Dewan Kehormatan Penyelenggara Pemilu (DKPP) menjatuhkan sanksi tegas berupa pemberhentian tetap kepada Ketua KPU Hasyim Asy’ari. Keputusan ini diambil setelah DKPP menggelar sidang etik dan menemukan bukti kuat bahwa Hasyim telah melakukan tindakan asusila terhadap seorang perempuan anggota Panitia Pemilihan Luar Negeri (PPLN) di Den Haag, Belanda.

Sanksi pemecatan ini dijatuhkan dalam sidang putusan yang digelar di Kantor DKPP, Jakarta, pada Rabu (3/7/2024). Sidang tersebut dipimpin langsung oleh Ketua DKPP, Heddy Lugito.

“Menjatuhkan sanksi pemberhentian tetap kepada teradu Hasyim Asy’ari, selaku Ketua merangkap anggota Komisi Pemilihan Umum, terhitung sejak putusan ini dibacakan,” kata Heddy saat membacakan putusan.

Hasyim terbukti melanggar kode etik penyelenggara pemilu (KEPP) sebagaimana diatur dalam Pasal 15 huruf a dan f Peraturan DKPP Nomor 3 Tahun 2017 tentang Kode Etik dan Pedoman Perilaku Penyelenggara Pemilu.

Dalam pertimbangannya, DKPP menilai bahwa Hasyim telah menyalahgunakan wewenang dan jabatannya untuk melakukan tindakan asusila.
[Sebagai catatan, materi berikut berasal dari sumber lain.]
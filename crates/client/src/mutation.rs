//! Form submission protocol.
//!
//! Every create, update and delete action in the admin UI goes through the
//! same procedure, parametrized only by resource kind and verb:
//!
//! 1. Refuse to start if the form already has a submission in flight.
//! 2. Up to [`ATTEMPTS`] times: signal a session refresh, wait the settle
//!    delay, fetch a fresh token, send the request. Clear `loading` (and
//!    close the confirm dialog for deletes) after every attempt.
//! 3. On the first success: refresh the view, navigate to the list view and
//!    show the success message.
//! 4. If every attempt fails: show the failure message once and stay put.
//!
//! Failures never propagate past the notification.

use std::sync::Arc;
use std::sync::atomic::{AtomicBool, Ordering};
use std::time::Duration;

use reqwest::Method;
use secrecy::SecretString;
use tracing::{debug, error, instrument, warn};
use uuid::Uuid;

use shopdeck_core::{ResourceKind, StoreId};

use crate::api::{collection_path, item_path, stores_path};
use crate::{ClientError, CredentialProvider, Transport};

/// Attempts per submission.
pub const ATTEMPTS: u32 = 2;

/// Wait between the refresh signal and the token fetch.
pub const DEFAULT_SETTLE: Duration = Duration::from_millis(100);

/// What a submission does to the resource.
#[derive(Debug, Clone, Copy, PartialEq, Eq, Hash)]
pub enum MutationVerb {
    Create,
    Update,
    Delete,
}

impl MutationVerb {
    /// HTTP method for the verb.
    #[must_use]
    pub const fn method(self) -> Method {
        match self {
            Self::Create => Method::POST,
            Self::Update => Method::PATCH,
            Self::Delete => Method::DELETE,
        }
    }
}

/// Toast shown to the user.
#[derive(Debug, Clone, PartialEq, Eq)]
pub enum Notification {
    Success(String),
    Error(String),
}

/// The view the protocol drives.
pub trait Shell: Send + Sync {
    /// Re-fetch the current route's data.
    fn refresh(&self);

    /// Go to another route.
    fn navigate(&self, path: &str);

    fn notify(&self, notification: Notification);
}

#[derive(Debug, Clone, Copy, PartialEq, Eq)]
enum Target {
    Stores,
    Store(StoreId),
    Collection(StoreId),
    Item(StoreId, Uuid),
}

impl Target {
    const fn store_id(self) -> Option<StoreId> {
        match self {
            Self::Stores => None,
            Self::Store(id) | Self::Collection(id) | Self::Item(id, _) => Some(id),
        }
    }
}

/// One mutation, addressed by the current navigation context.
#[derive(Debug, Clone, PartialEq)]
pub struct MutationRequest {
    kind: ResourceKind,
    verb: MutationVerb,
    target: Target,
    body: Option<serde_json::Value>,
}

impl MutationRequest {
    /// Create a resource in a store. For [`ResourceKind::Store`] the store
    /// id is ignored and a new store is created.
    #[must_use]
    pub fn create(kind: ResourceKind, store_id: StoreId, body: serde_json::Value) -> Self {
        let target = match kind {
            ResourceKind::Store => Target::Stores,
            _ => Target::Collection(store_id),
        };
        Self {
            kind,
            verb: MutationVerb::Create,
            target,
            body: Some(body),
        }
    }

    /// Create a new store.
    #[must_use]
    pub const fn create_store(body: serde_json::Value) -> Self {
        Self {
            kind: ResourceKind::Store,
            verb: MutationVerb::Create,
            target: Target::Stores,
            body: Some(body),
        }
    }

    /// Update a resource in a store.
    #[must_use]
    pub fn update(kind: ResourceKind, store_id: StoreId, id: Uuid, body: serde_json::Value) -> Self {
        Self {
            kind,
            verb: MutationVerb::Update,
            target: Self::item_target(kind, store_id, id),
            body: Some(body),
        }
    }

    /// Delete a resource from a store.
    #[must_use]
    pub fn delete(kind: ResourceKind, store_id: StoreId, id: Uuid) -> Self {
        Self {
            kind,
            verb: MutationVerb::Delete,
            target: Self::item_target(kind, store_id, id),
            body: None,
        }
    }

    /// Rename a store.
    #[must_use]
    pub const fn update_store(store_id: StoreId, body: serde_json::Value) -> Self {
        Self {
            kind: ResourceKind::Store,
            verb: MutationVerb::Update,
            target: Target::Store(store_id),
            body: Some(body),
        }
    }

    /// Delete a store.
    #[must_use]
    pub const fn delete_store(store_id: StoreId) -> Self {
        Self {
            kind: ResourceKind::Store,
            verb: MutationVerb::Delete,
            target: Target::Store(store_id),
            body: None,
        }
    }

    fn item_target(kind: ResourceKind, store_id: StoreId, id: Uuid) -> Target {
        match kind {
            ResourceKind::Store => Target::Store(store_id),
            _ => Target::Item(store_id, id),
        }
    }

    #[must_use]
    pub const fn kind(&self) -> ResourceKind {
        self.kind
    }

    #[must_use]
    pub const fn verb(&self) -> MutationVerb {
        self.verb
    }

    #[must_use]
    pub const fn body(&self) -> Option<&serde_json::Value> {
        self.body.as_ref()
    }

    /// API path the request is sent to.
    #[must_use]
    pub fn path(&self) -> String {
        match self.target {
            Target::Stores => stores_path(None),
            Target::Store(id) => stores_path(Some(id)),
            Target::Collection(store) => collection_path(store, self.kind),
            Target::Item(store, id) => item_path(store, self.kind, id),
        }
    }

    /// Where to go after success. `None` means stay and refresh.
    ///
    /// A new store has no list view; the user lands on its dashboard, whose
    /// path is the id the server assigned.
    #[must_use]
    pub fn redirect(&self, response: &serde_json::Value) -> Option<String> {
        match (self.kind, self.verb) {
            (ResourceKind::Store, MutationVerb::Create) => response
                .get("id")
                .and_then(serde_json::Value::as_str)
                .map(|id| format!("/{id}")),
            (ResourceKind::Store, MutationVerb::Update) => None,
            (ResourceKind::Store, MutationVerb::Delete) => Some("/".to_owned()),
            (kind, _) => self
                .target
                .store_id()
                .map(|store| format!("/{store}/{}", kind.path_segment())),
        }
    }
}

/// Message shown after a successful mutation.
#[must_use]
pub fn success_message(kind: ResourceKind, verb: MutationVerb) -> String {
    let done = match verb {
        MutationVerb::Create => "created",
        MutationVerb::Update => "updated",
        MutationVerb::Delete => "deleted",
    };
    format!("{kind} {done}.")
}

/// Message shown once every attempt has failed.
///
/// Delete failures are almost always a dependent row still pointing at the
/// target, so the message says which one to remove first.
#[must_use]
pub const fn failure_message(kind: ResourceKind, verb: MutationVerb) -> &'static str {
    match (kind, verb) {
        (ResourceKind::Billboard, MutationVerb::Delete) => {
            "Make sure you remove all categories using this billboard first."
        }
        (ResourceKind::Category, MutationVerb::Delete) => {
            "Make sure you remove all products using this category first."
        }
        (ResourceKind::Color, MutationVerb::Delete) => {
            "Make sure you remove all products using this color first."
        }
        (ResourceKind::Size, MutationVerb::Delete) => {
            "Make sure you remove all products using this size first."
        }
        (ResourceKind::Store, MutationVerb::Delete) => {
            "Make sure you remove all products and categories first."
        }
        (ResourceKind::Store, _) => "Something went wrong.",
        _ => "Something went wrong",
    }
}

/// Per-form view flags.
///
/// `loading` disables the submit control and `dialog_open` shows the delete
/// confirmation. A separate in-flight flag spans the whole submission so a
/// second submit is refused even between attempts.
#[derive(Debug, Default)]
pub struct FormState {
    in_flight: AtomicBool,
    loading: AtomicBool,
    dialog_open: AtomicBool,
}

impl FormState {
    #[must_use]
    pub const fn new() -> Self {
        Self {
            in_flight: AtomicBool::new(false),
            loading: AtomicBool::new(false),
            dialog_open: AtomicBool::new(false),
        }
    }

    #[must_use]
    pub fn is_loading(&self) -> bool {
        self.loading.load(Ordering::SeqCst)
    }

    #[must_use]
    pub fn is_dialog_open(&self) -> bool {
        self.dialog_open.load(Ordering::SeqCst)
    }

    /// Whether a submission is running.
    #[must_use]
    pub fn is_submitting(&self) -> bool {
        self.in_flight.load(Ordering::SeqCst)
    }

    /// Show the delete confirmation.
    pub fn open_dialog(&self) {
        self.dialog_open.store(true, Ordering::SeqCst);
    }

    pub fn close_dialog(&self) {
        self.dialog_open.store(false, Ordering::SeqCst);
    }

    fn try_begin(&self) -> Option<InFlight<'_>> {
        self.in_flight
            .compare_exchange(false, true, Ordering::SeqCst, Ordering::SeqCst)
            .ok()
            .map(|_| InFlight(self))
    }

    fn cleanup(&self, verb: MutationVerb) {
        self.loading.store(false, Ordering::SeqCst);
        if verb == MutationVerb::Delete {
            self.close_dialog();
        }
    }
}

/// Releases the in-flight flag when the submission ends, however it ends.
struct InFlight<'a>(&'a FormState);

impl Drop for InFlight<'_> {
    fn drop(&mut self) {
        self.0.in_flight.store(false, Ordering::SeqCst);
    }
}

/// Result of [`MutationRunner::submit`].
#[derive(Debug)]
pub enum MutationOutcome {
    /// The server accepted the mutation; carries the response body.
    Succeeded(serde_json::Value),
    /// Every attempt failed; carries the last error.
    Failed(ClientError),
    /// Another submission on the same form was still running.
    Busy,
}

impl MutationOutcome {
    #[must_use]
    pub const fn is_success(&self) -> bool {
        matches!(self, Self::Succeeded(_))
    }
}

/// Runs the submission procedure for any form.
pub struct MutationRunner {
    transport: Arc<dyn Transport>,
    credentials: Arc<dyn CredentialProvider>,
    shell: Arc<dyn Shell>,
    settle: Duration,
}

impl MutationRunner {
    #[must_use]
    pub fn new(
        transport: Arc<dyn Transport>,
        credentials: Arc<dyn CredentialProvider>,
        shell: Arc<dyn Shell>,
    ) -> Self {
        Self {
            transport,
            credentials,
            shell,
            settle: DEFAULT_SETTLE,
        }
    }

    /// Override the settle delay.
    #[must_use]
    pub fn with_settle(mut self, settle: Duration) -> Self {
        self.settle = settle;
        self
    }

    /// Submit `request` on behalf of `form`.
    ///
    /// Never fails outright: the outcome is reported to the [`Shell`] and
    /// returned for callers that want it.
    #[instrument(skip_all, fields(kind = %request.kind(), verb = ?request.verb()))]
    pub async fn submit(&self, form: &FormState, request: &MutationRequest) -> MutationOutcome {
        let Some(_in_flight) = form.try_begin() else {
            debug!("Submission already in flight");
            return MutationOutcome::Busy;
        };

        let mut last_error = None;
        for attempt in 1..=ATTEMPTS {
            form.loading.store(true, Ordering::SeqCst);
            let result = self.attempt(request).await;
            form.cleanup(request.verb());

            match result {
                Ok(body) => {
                    self.succeed(request, &body);
                    return MutationOutcome::Succeeded(body);
                }
                Err(e) => {
                    warn!(attempt, error = %e, "Mutation attempt failed");
                    last_error = Some(e);
                }
            }
        }

        let message = failure_message(request.kind(), request.verb());
        error!(%message, "Mutation failed after {ATTEMPTS} attempts");
        self.shell.notify(Notification::Error(message.to_owned()));
        MutationOutcome::Failed(
            last_error.unwrap_or_else(|| ClientError::Request("no attempt was made".to_owned())),
        )
    }

    async fn attempt(&self, request: &MutationRequest) -> Result<serde_json::Value, ClientError> {
        self.credentials.refresh_session().await;
        tokio::time::sleep(self.settle).await;
        let token: SecretString = self.credentials.token().await?;
        self.transport.execute(request, &token).await
    }

    fn succeed(&self, request: &MutationRequest, body: &serde_json::Value) {
        self.shell.refresh();
        if let Some(path) = request.redirect(body) {
            self.shell.navigate(&path);
        }
        self.shell
            .notify(Notification::Success(success_message(request.kind(), request.verb())));
    }
}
Perbuatan tersebut telah mencoreng nama baik dan martabat penyelenggara pemilu, serta berpotensi merusak kepercayaan publik terhadap KPU.

“Perbuatan Teradu jelas merupakan pelanggaran terhadap asas moralitas dan kepribadian luhur yang harus dimiliki oleh Penyelenggara Pemilu,” kata Heddy.

Hasyim Asy’ari diberhentikan dari jabatannya sebagai Ketua KPU per 3 Juli 2024. Keputusan DKPP ini bersifat final dan mengikat.

Kronologi Kasus

Dugaan tindakan asusila yang dilakukan Hasyim Asy’ari pertama kali mencuat pada Februari 2024. Seorang perempuan berinisial CAT melaporkan Hasyim ke DKPP atas dugaan pelecehan seksual yang dialaminya di Belanda pada November 2023.

CAT mengaku dilecehkan oleh Hasyim di sebuah hotel di Den Haag saat keduanya sama-sama menghadiri acara pelatihan penyelenggara pemilu. CAT melaporkan kejadian tersebut kepada KPU, namun tidak mendapat tanggapan yang memuaskan.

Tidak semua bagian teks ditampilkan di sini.